«Какова тогда «специальная» способность органа «индивидуальности» и ее сфера деятельности? Люди, наделенные этой способностью в высокой степени, внимательны ко «всему», что происходит вокруг них; к каждому объекту, к каждому явлению, к каждому факту: «отсюда также к движениям». Эта способность не изучает качества объектов, ни «детали» фактов: она знает только их существование. Качества объектов и частности фактов известны с помощью других органов. «Кроме того», эта способность имеет знание «всех внутренних способностей» и действует на них. Она желает знать все по опыту; следовательно, она приводит каждый орган в действие: она желает слышать, видеть, обонять, пробовать и осязать; «знать все искусства и науки»; она любит обучение, собирает факты и ведет к практическому знанию». Стр. 430.

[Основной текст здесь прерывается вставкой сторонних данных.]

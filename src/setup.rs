use anyhow::{anyhow, Result};
use log::debug;
use prdescribe::llm::ChatBackend;
use prdescribe::llm::openai::OpenAiClient;

use crate::config::Config;

/// Build the chat backend from the resolved config.
pub fn build_chat_client(cfg: &Config) -> Result<Box<dyn ChatBackend>> {
    let key = cfg.openai_api_key.clone().ok_or_else(|| {
        anyhow!("OPENAI_API_KEY (or --api-key, or openai_api_key in the config file) is required unless --dry-run is used")
    })?;

    debug!("Using OpenAiClient at {} with model: {}", cfg.api_base_url, cfg.model);

    let client = OpenAiClient::new(key, cfg.api_base_url.clone(), cfg.timeout)?;
    Ok(Box::new(client))
}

На следующей странице он утверждает, что «кристаллография — это результат органа формы» и что мы не получаем идеи шероховатости и гладкости от осязания. — Но я закончу здесь и перейду к забавному описанию Даустерсвивеля в «Антикварии»!
ЭССЕ XV. ОБ ЭГОТИЗМЕ
В «Жизни Сальватора Розы» упоминается, что по случаю выставки его алтарного образа в Риме, в порыве торжества, он сравнил себя с Микеланджело и высказался против Рафаэля, назвав его «жестким», «сухим» и т. д. Оба этих признака стали роковыми для конечного успеха работы: впоследствии картину подвергли суровой критике, что доставило ему немало беспокойства; и большую часть жизни он провел в ссорах с миром за то, что тот восхищался его пейзажами, которые были поистине превосходны, и не восхищался его историческими полотнами, полными изъянов. Сальватору не хватало самопознания и того уважения к другим, которое является одновременно причиной и следствием этого качества. Подобно многим другим, он принял неистовые и раздражительные порывы своеволия (направленные в неверное русло) за импульс гениальности, а свою нечувствительность к огромному превосходству других — за доказательство своего равенства с ними.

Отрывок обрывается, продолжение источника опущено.